Friday, November 8, 2013
NEWARK, N.J. (AP) — In a rare agreement with prosecutors, a priest who admitted to violating a court order barring him from unsupervised contact with minors has agreed to ask to be laicized.
Michael Fugee has agreed to seek laicization from the Roman Catholic Church as part of settling charges with the Bergen County Prosecutor's Office.
Fugee resigned from the Archdiocese of Newark in May. Prosecutors charged him with flouting a 2007 agreement that allowed him to return to ministry after being convicted on charges that he fondled a boy.
Friday, Bergen County Prosecutor John Molinelli slammed the archdiocese for not properly monitoring Fugee after he returned to the priesthood.

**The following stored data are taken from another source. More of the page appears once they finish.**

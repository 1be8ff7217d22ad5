//! Checked numeric conversions between `OpenCV` coordinates and tensor dimensions

use crate::{Error, Result};

/// Convert an `OpenCV` dimension to a tensor dimension
///
/// # Errors
///
/// Returns an error if the value is negative
pub fn i32_to_usize(value: i32) -> Result<usize> {
    value
        .try_into()
        .map_err(|_| Error::InvalidInput(format!("Negative dimension {value}")))
}

/// Truncate an `f32` to an `i32` clamped into `[min, max]`
///
/// Non-finite input maps to `min`. Bounds given in the wrong order are swapped.
#[must_use]
#[allow(clippy::cast_precision_loss)] // Bounds only need to be approximate in f32
#[allow(clippy::cast_possible_truncation)] // Value is clamped before the cast
pub fn f32_to_i32_clamp(value: f32, min: i32, max: i32) -> i32 {
    let (min, max) = if min <= max { (min, max) } else { (max, min) };

    if !value.is_finite() {
        return min;
    }

    let clamped = value.clamp(min as f32, max as f32) as i32;
    clamped.clamp(min, max)
}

"It has not appeared that the Archdiocese made any significant effort to adhere to the terms" of the agreement, Molinelli said in a statement. Molinelli said he and others "no longer have confidence" in the archdiocese's ability to honor its terms.
The crux of the agreement was that Fugee refrain from having unsupervised contact with minors. Despite this, Fugee became a fixture at a Colts Neck, N.J., church youth group, traveling with teenagers and hearing confessions. The archdiocese said it did not know Fugee was spending time at the church, which is in a neighboring diocese.

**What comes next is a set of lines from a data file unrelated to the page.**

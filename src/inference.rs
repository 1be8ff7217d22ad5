//! Thin wrapper around an ONNX Runtime session with one image input.

use crate::{
    utils::image_conversion::TensorLayout,
    Error, Result,
};
use ndarray::{Array4, CowArray};
use ort::{Environment, GraphOptimizationLevel, LoggingLevel, Session, SessionBuilder, Value};
use std::path::Path;
use std::sync::Arc;

/// An ONNX model taking a single image tensor
pub struct OnnxModel {
    session: Session,
    input_layout: TensorLayout,
    input_size: Option<(u32, u32)>,
}

impl OnnxModel {
    /// Load a model from file
    ///
    /// # Errors
    ///
    /// Returns an error if the ONNX runtime environment cannot be created,
    /// the model cannot be loaded, or it declares no inputs or outputs.
    pub fn load<P: AsRef<Path>>(name: &str, model_path: P) -> Result<Self> {
        let model_path = model_path.as_ref();
        if !model_path.exists() {
            return Err(Error::ModelError(format!("Model file not found: {}", model_path.display())));
        }
        log::info!("Loading {} model from {}", name, model_path.display());

        let environment = Arc::new(
            Environment::builder()
                .with_name(name)
                .with_log_level(LoggingLevel::Warning)
                .build()?,
        );

        let session = SessionBuilder::new(&environment)?
            .with_optimization_level(GraphOptimizationLevel::Level3)?
            .with_model_from_file(model_path)?;

        let input = session
            .inputs
            .first()
            .ok_or_else(|| Error::ModelInputError(format!("{name} model has no inputs")))?;
        if session.outputs.is_empty() {
            return Err(Error::ModelOutputError(format!("{name} model has no outputs")));
        }

        let input_layout = TensorLayout::from_dimensions(&input.dimensions);
        let input_size = input_layout.spatial_size(&input.dimensions);
        log::debug!(
            "{} model input '{}' {:?}, layout {:?}",
            name,
            input.name,
            input.dimensions,
            input_layout
        );

        Ok(Self {
            session,
            input_layout,
            input_size,
        })
    }

    /// Layout the model expects for its input tensor
    #[must_use]
    pub fn input_layout(&self) -> TensorLayout {
        self.input_layout
    }

    /// Square input side declared by the model, or `default` if dynamic
    #[must_use]
    #[allow(clippy::cast_possible_wrap)] // Model input sizes are small
    pub fn input_side_or(&self, default: i32) -> i32 {
        match self.input_size {
            Some((h, w)) if h == w && h > 0 => h as i32,
            _ => default,
        }
    }

    /// Run inference and return every output flattened to `f32`
    ///
    /// # Errors
    ///
    /// Returns an error if inference fails or an output is not an `f32`
    /// tensor.
    pub fn run(&self, input: Array4<f32>) -> Result<Vec<Vec<f32>>> {
        let cow_array = CowArray::from(input.into_dyn());
        let input_tensor = Value::from_array(self.session.allocator(), &cow_array)?;

        let outputs = self.session.run(vec![input_tensor])?;

        outputs
            .iter()
            .map(|output| -> Result<Vec<f32>> {
                let tensor = output.try_extract::<f32>()?;
                let view = tensor.view();
                Ok(view.iter().copied().collect())
            })
            .collect()
    }
}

In addition to requiring that Fugee asked to be laicized, a rare prosecutorial move because it involves petitioning to the Vatican, Molinelli put a plethora of restrictions on Fugee.

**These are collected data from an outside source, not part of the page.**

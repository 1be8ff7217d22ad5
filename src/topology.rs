//! Face mesh topology: named landmark indices and feature connection tables.
//!
//! Index meanings follow the 468-point face mesh layout. Everything that
//! interprets a landmark by position goes through this module so that a
//! model with a different layout only needs a new table here.

/// Named landmark indices used by the expression classifier
pub mod index {
    /// Upper lip, top center
    pub const UPPER_LIP_TOP: usize = 0;
    /// Lower lip, bottom center
    pub const LOWER_LIP_BOTTOM: usize = 17;
    /// Left mouth corner
    pub const MOUTH_LEFT: usize = 61;
    /// Right mouth corner
    pub const MOUTH_RIGHT: usize = 291;

    pub const LEFT_EYE_UPPER_LID: usize = 159;
    pub const LEFT_EYE_LOWER_LID: usize = 145;
    pub const RIGHT_EYE_UPPER_LID: usize = 386;
    pub const RIGHT_EYE_LOWER_LID: usize = 374;

    pub const LEFT_EYEBROW_OUTER: usize = 105;
    pub const LEFT_EYEBROW_INNER: usize = 66;
    pub const RIGHT_EYEBROW_OUTER: usize = 334;
    pub const RIGHT_EYEBROW_INNER: usize = 296;

    /// Highest index the classifier reads
    pub const MAX_EXPRESSION_INDEX: usize = 386;
}

/// A named list of landmark index pairs to join with lines
#[derive(Debug, Clone, Copy, PartialEq, Eq)]
pub struct FeatureTable {
    /// Anatomical feature name
    pub name: &'static str,
    /// Ordered `(from, to)` landmark index pairs
    pub connections: &'static [(usize, usize)],
}

impl FeatureTable {
    /// Highest landmark index referenced by this table
    #[must_use]
    pub fn max_index(&self) -> Option<usize> {
        self.connections.iter().map(|&(a, b)| a.max(b)).max()
    }
}

/// Both eyes
#[rustfmt::skip]
pub const EYES: FeatureTable = FeatureTable {
    name: "eyes",
    connections: &[
        (33, 7), (7, 163), (163, 144), (144, 145), (145, 153),
        (153, 154), (154, 155), (155, 133), (33, 246), (246, 161),
        (362, 382), (382, 381), (381, 380), (380, 374), (374, 373),
        (373, 390), (390, 249), (249, 263), (362, 466), (466, 388),
    ],
};

/// Outer lips
#[rustfmt::skip]
pub const MOUTH: FeatureTable = FeatureTable {
    name: "mouth",
    connections: &[
        (61, 185), (185, 40), (40, 39), (39, 37), (37, 0),
        (0, 267), (267, 269), (269, 270), (270, 409), (409, 291),
        (61, 146), (146, 91), (91, 181), (181, 84), (84, 17),
        (17, 314), (314, 405), (405, 321), (321, 375), (375, 291),
    ],
};

/// Nose bridge and nostrils
#[rustfmt::skip]
pub const NOSE: FeatureTable = FeatureTable {
    name: "nose",
    connections: &[
        (1, 2), (2, 98), (98, 97), (97, 3), (3, 326),
        (326, 327), (327, 420), (420, 4), (4, 275), (275, 294),
    ],
};

/// Face contour
#[rustfmt::skip]
pub const FACE_OVAL: FeatureTable = FeatureTable {
    name: "face_oval",
    connections: &[
        (10, 338), (338, 297), (297, 332), (332, 284), (284, 251),
        (251, 389), (389, 356), (356, 454), (454, 323), (323, 361),
        (361, 288), (288, 397), (397, 365), (365, 379), (379, 378),
        (378, 400), (400, 377), (377, 152), (152, 148), (148, 176),
        (176, 149), (149, 150), (150, 136), (136, 172), (172, 58),
        (58, 132), (132, 93), (93, 234), (234, 127), (127, 162),
        (162, 21), (21, 54), (54, 103), (103, 67), (67, 109),
        (109, 10),
    ],
};

/// Tables in drawing order
pub const ALL_FEATURES: [FeatureTable; 4] = [EYES, MOUTH, NOSE, FACE_OVAL];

Fugee will be barred from holding any job or volunteer position involving children and from unsupervised contact with children under 18. He must give his address and employment information to the prosecutor's office each year and cannot present himself as a priest or spiritual adviser. Fugee must release his medical and psychological records to the prosecutor.
"The Archdiocese did not violate the terms of the Fugee Memorandum of Understanding," archdiocesan spokesman James Goodness said in a statement, "and never authorized or condoned Fugee's unauthorized actions that led to the Prosecutor's investigation."
Goodness said the archdiocese was "quite frankly stunned that the Prosecutor would even suggest, much less state outright, that the Archdiocese "did not nor would ever obtain" laicization of Michael Fugee, since there is direct evidence as well as Grand Jury testimony by the Archbishop that he had begun setting the preliminary groundwork for laicization."
In the prior case, Fugee confessed to police that while wrestling with a teenage boy he "grabbed his crotch" and was sexually excited.
Fugee's lawyers said the confession was coerced, but a jury convicted him of aggravated criminal assault in 2003.
The conviction was thrown out after courts revised jury instructions tied to a procedural aspect of the case. Rather than retry Fugee, prosecutors entered into the agreement.
Associated Press religion writer Rachel Zoll contributed to this report.